New York City's real estate market has become a cash-only affair, where buyers wielding cold, hard cash have an unbeatable edge. A recent report from the Center for NYC Neighborhoods reveals that all-cash transactions accounted for more than 60% of home sales in the five boroughs during the first half of 2025, with some neighborhoods experiencing rates as high as 90% of cash purchases.
Wealthy individuals and corporate investors are reaping the benefits of this trend, while everyday New Yorkers struggle to get a foot in the door. According to senior program manager Ariana Shirvani at the Center for NYC Neighborhoods, all-cash sales "tend to favor wealthy people and corporate investors... making it even harder for other New Yorkers to purchase a small piece of the city."
The report paints a stark picture of inequality in the housing market, where those with means can buy their way into homeownership while others are left out. Nationally, all-cash purchases made up about a quarter of home sales between July 2024 and June 2025.

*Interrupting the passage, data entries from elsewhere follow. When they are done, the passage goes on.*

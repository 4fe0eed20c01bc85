//! Result caching: in-process memoization, persisted hits, staleness
//! checking in debug mode, and cache key shapes.

mod common;

use std::collections::HashMap;
use std::fs;
use std::sync::Arc;
use std::sync::atomic::{AtomicUsize, Ordering};

use parking_lot::Mutex;
use taghint::cache::{CacheStore, CachedEntry, CachedReader, MemoryStore, file_mtime};
use taghint::{Annotation, GenericTag};

/// Store that counts traffic and exposes its keys.
#[derive(Default)]
struct SpyStore {
    entries: Mutex<HashMap<String, CachedEntry>>,
    fetches: AtomicUsize,
    saves: AtomicUsize,
}

impl SpyStore {
    fn fetches(&self) -> usize {
        self.fetches.load(Ordering::SeqCst)
    }

    fn saves(&self) -> usize {
        self.saves.load(Ordering::SeqCst)
    }

    fn keys(&self) -> Vec<String> {
        let mut keys: Vec<String> = self.entries.lock().keys().cloned().collect();
        keys.sort();
        keys
    }
}

impl CacheStore for SpyStore {
    fn fetch(&self, key: &str) -> Option<CachedEntry> {
        self.fetches.fetch_add(1, Ordering::SeqCst);
        self.entries.lock().get(key).cloned()
    }

    fn save(&self, key: &str, entry: CachedEntry) {
        self.saves.fetch_add(1, Ordering::SeqCst);
        self.entries.lock().insert(key.to_string(), entry);
    }
}

/// A marker sequence that no doc comment in these tests produces, so a
/// cache hit is distinguishable from a recomputation.
fn sentinel() -> Vec<Annotation> {
    vec![Annotation::Generic(GenericTag {
        name: "sentinel".into(),
        class: "Sentinel".into(),
        value: None,
    })]
}

/// `App\User` with a class-level generic tag, a property, and a method.
fn user_class() -> taghint::ClassMeta {
    let mut user = common::class("App\\User");
    user.doc_comment = Some("/** @\\Vendor\\Marker */".into());
    user.properties = vec![common::property("age", "/** @var int */")];
    user.methods = vec![common::method("load", "/** @return bool */")];
    user
}

#[test]
fn repeated_reads_hit_the_in_process_map() {
    let store = Arc::new(SpyStore::default());
    let reader = CachedReader::new(common::reader(vec![user_class()]), store.clone(), false);

    let first = reader.get_class_annotations("App\\User").unwrap();
    let second = reader.get_class_annotations("App\\User").unwrap();

    assert_eq!(first, second);
    assert_eq!(store.fetches(), 1, "second read must not touch the store");
    assert_eq!(store.saves(), 1, "result is persisted exactly once");
}

#[test]
fn persisted_hits_skip_computation_outside_debug() {
    let store = Arc::new(MemoryStore::new());
    store.save("App\\User", CachedEntry::Annotations(sentinel()));

    let reader = CachedReader::new(common::reader(vec![user_class()]), store, false);
    let annotations = reader.get_class_annotations("App\\User").unwrap();

    assert_eq!(annotations, sentinel());
}

#[test]
fn debug_recomputes_entries_older_than_the_source() {
    let file = tempfile::NamedTempFile::new().unwrap();
    fs::write(file.path(), "<?php class User {}").unwrap();

    let mut user = user_class();
    user.file = Some(file.path().to_path_buf());

    let store = Arc::new(SpyStore::default());
    store.save("App\\User", CachedEntry::Annotations(sentinel()));
    store.save("[C]App\\User", CachedEntry::Timestamp(0));

    let reader = CachedReader::new(common::reader(vec![user]), store.clone(), true);
    let annotations = reader.get_class_annotations("App\\User").unwrap();

    assert_ne!(annotations, sentinel(), "stale entry must be recomputed");
    assert_eq!(
        store.entries.lock().get("App\\User"),
        Some(&CachedEntry::Annotations(annotations)),
        "recomputed result overwrites the stale entry"
    );
    match store.entries.lock().get("[C]App\\User") {
        Some(CachedEntry::Timestamp(ts)) => {
            assert!(*ts >= file_mtime(file.path()), "timestamp must be renewed")
        }
        other => panic!("expected a renewed timestamp, got {:?}", other),
    }
}

#[test]
fn debug_trusts_entries_newer_than_the_source() {
    let file = tempfile::NamedTempFile::new().unwrap();
    fs::write(file.path(), "<?php class User {}").unwrap();

    let mut user = user_class();
    user.file = Some(file.path().to_path_buf());

    let store = Arc::new(MemoryStore::new());
    store.save("App\\User", CachedEntry::Annotations(sentinel()));
    store.save("[C]App\\User", CachedEntry::Timestamp(u64::MAX));

    let reader = CachedReader::new(common::reader(vec![user]), store, true);
    assert_eq!(
        reader.get_class_annotations("App\\User").unwrap(),
        sentinel()
    );
}

#[test]
fn entries_for_fileless_classes_are_always_fresh() {
    // No known source files means last modification 0, so even an entry
    // without a stored timestamp passes the debug check.
    let store = Arc::new(MemoryStore::new());
    store.save("App\\User", CachedEntry::Annotations(sentinel()));

    let reader = CachedReader::new(common::reader(vec![user_class()]), store, true);
    assert_eq!(
        reader.get_class_annotations("App\\User").unwrap(),
        sentinel()
    );
}

#[test]
fn clearing_the_loaded_map_refetches_from_the_store() {
    let store = Arc::new(MemoryStore::new());
    let reader = CachedReader::new(common::reader(vec![user_class()]), store.clone(), false);

    let computed = reader.get_class_annotations("App\\User").unwrap();
    store.save("App\\User", CachedEntry::Annotations(sentinel()));

    // Still served from the in-process map.
    assert_eq!(reader.get_class_annotations("App\\User").unwrap(), computed);

    reader.clear_loaded_annotations();
    assert_eq!(
        reader.get_class_annotations("App\\User").unwrap(),
        sentinel()
    );
}

#[test]
fn entity_kinds_get_distinct_cache_keys() {
    let store = Arc::new(SpyStore::default());
    let reader = CachedReader::new(common::reader(vec![user_class()]), store.clone(), false);

    reader.get_class_annotations("App\\User").unwrap();
    reader.get_property_annotations("App\\User", "age").unwrap();
    reader.get_method_annotations("App\\User", "load").unwrap();

    assert_eq!(
        store.keys(),
        vec!["App\\User", "App\\User#load", "App\\User$age"]
    );
}
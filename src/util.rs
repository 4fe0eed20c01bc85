//! Small helper functions shared across the crate.

use serde_json::Value;

/// Last segment of a backslash-separated name.
///
/// `"App\\Models\\User"` → `"User"`, `"User"` → `"User"`.
pub(crate) fn short_name(name: &str) -> &str {
    name.rsplit('\\').next().unwrap_or(name)
}

/// PHP truthiness for reflected default values.
///
/// `null`, `false`, `0`, `0.0`, `""`, `"0"`, and the empty array are
/// falsy; everything else is truthy. Parameter defaults are only
/// attached to hints when truthy, matching how reflection-sourced
/// defaults are filtered.
pub(crate) fn is_falsy(value: &Value) -> bool {
    match value {
        Value::Null => true,
        Value::Bool(b) => !b,
        Value::Number(n) => n.as_f64() == Some(0.0),
        Value::String(s) => s.is_empty() || s == "0",
        Value::Array(items) => items.is_empty(),
        Value::Object(_) => false,
    }
}
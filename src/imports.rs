//! Import table: alias → fully-qualified-name mapping.
//!
//! Built once per class from the use-import scanner and memoized by the
//! reader. Aliases are stored lowercased, matching how `use` statement
//! short names are looked up case-insensitively; the current namespace
//! is an explicit field rather than a reserved map key.

use std::collections::HashMap;

/// Alias-to-FQN mapping used to disambiguate short type names, plus the
/// namespace of the class the table was built for.
#[derive(Debug, Clone, Default, PartialEq, Eq)]
pub struct ImportTable {
    aliases: HashMap<String, String>,
    namespace: String,
}

impl ImportTable {
    pub fn new(namespace: impl Into<String>) -> Self {
        ImportTable {
            aliases: HashMap::new(),
            namespace: namespace.into(),
        }
    }

    /// The namespace of the class this table belongs to. Empty for the
    /// global namespace.
    pub fn namespace(&self) -> &str {
        &self.namespace
    }

    /// Register one import. The alias is lowercased on insertion.
    pub fn insert(&mut self, alias: &str, fqn: impl Into<String>) {
        self.aliases.insert(alias.to_ascii_lowercase(), fqn.into());
    }

    /// Merge a raw alias → FQN map (e.g. scanner output) into this table.
    /// Later entries win on alias collision.
    pub fn merge(&mut self, imports: &HashMap<String, String>) {
        for (alias, fqn) in imports {
            self.insert(alias, fqn.clone());
        }
    }

    /// Look up an alias, case-insensitively.
    pub fn resolve_alias(&self, alias: &str) -> Option<&str> {
        self.aliases
            .get(&alias.to_ascii_lowercase())
            .map(String::as_str)
    }

    /// Iterate the imported fully-qualified names.
    pub fn values(&self) -> impl Iterator<Item = &str> {
        self.aliases.values().map(String::as_str)
    }

    /// Iterate (alias, FQN) pairs.
    pub fn iter(&self) -> impl Iterator<Item = (&str, &str)> {
        self.aliases.iter().map(|(a, f)| (a.as_str(), f.as_str()))
    }

    pub fn len(&self) -> usize {
        self.aliases.len()
    }

    pub fn is_empty(&self) -> bool {
        self.aliases.is_empty()
    }
}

In New York City, however, the situation is almost the reverse. The East Bronx, Queens, and other areas have seen cash-buys dominate transactions, with some buyers opting to pay full price upfront for properties valued at over $3 million in Manhattan. This trend has been fueled by institutional investors and speculators who seek to "flip" properties quickly, often at a profit.
The Center for NYC Neighborhoods is calling on lawmakers to take action, urging the passage of a new state law that would force owners to wait three months before selling to corporate buyers. The organization also advocates for an ownership disclosure law to reveal the identities behind anonymous companies scooping up homes and a "flip tax" surcharge on sales made within two years of a purchase.
As economists warn of a potentially grim economic outlook, homeowners facing financial distress due to unemployment, stagnant wages, and inflation are turning to cash-buyers in desperation. However, this trend is also exacerbating the problem, with new foreclosure filings nearly doubling over the first six months of 2025 compared to last year.
The ripple effects of this trend can be felt throughout the city's rental market, where people who sell property out of financial hardship often turn to rental units for their next home. This limits competition and perpetuates inequality, making it even harder for everyday New Yorkers to get a foot in the door.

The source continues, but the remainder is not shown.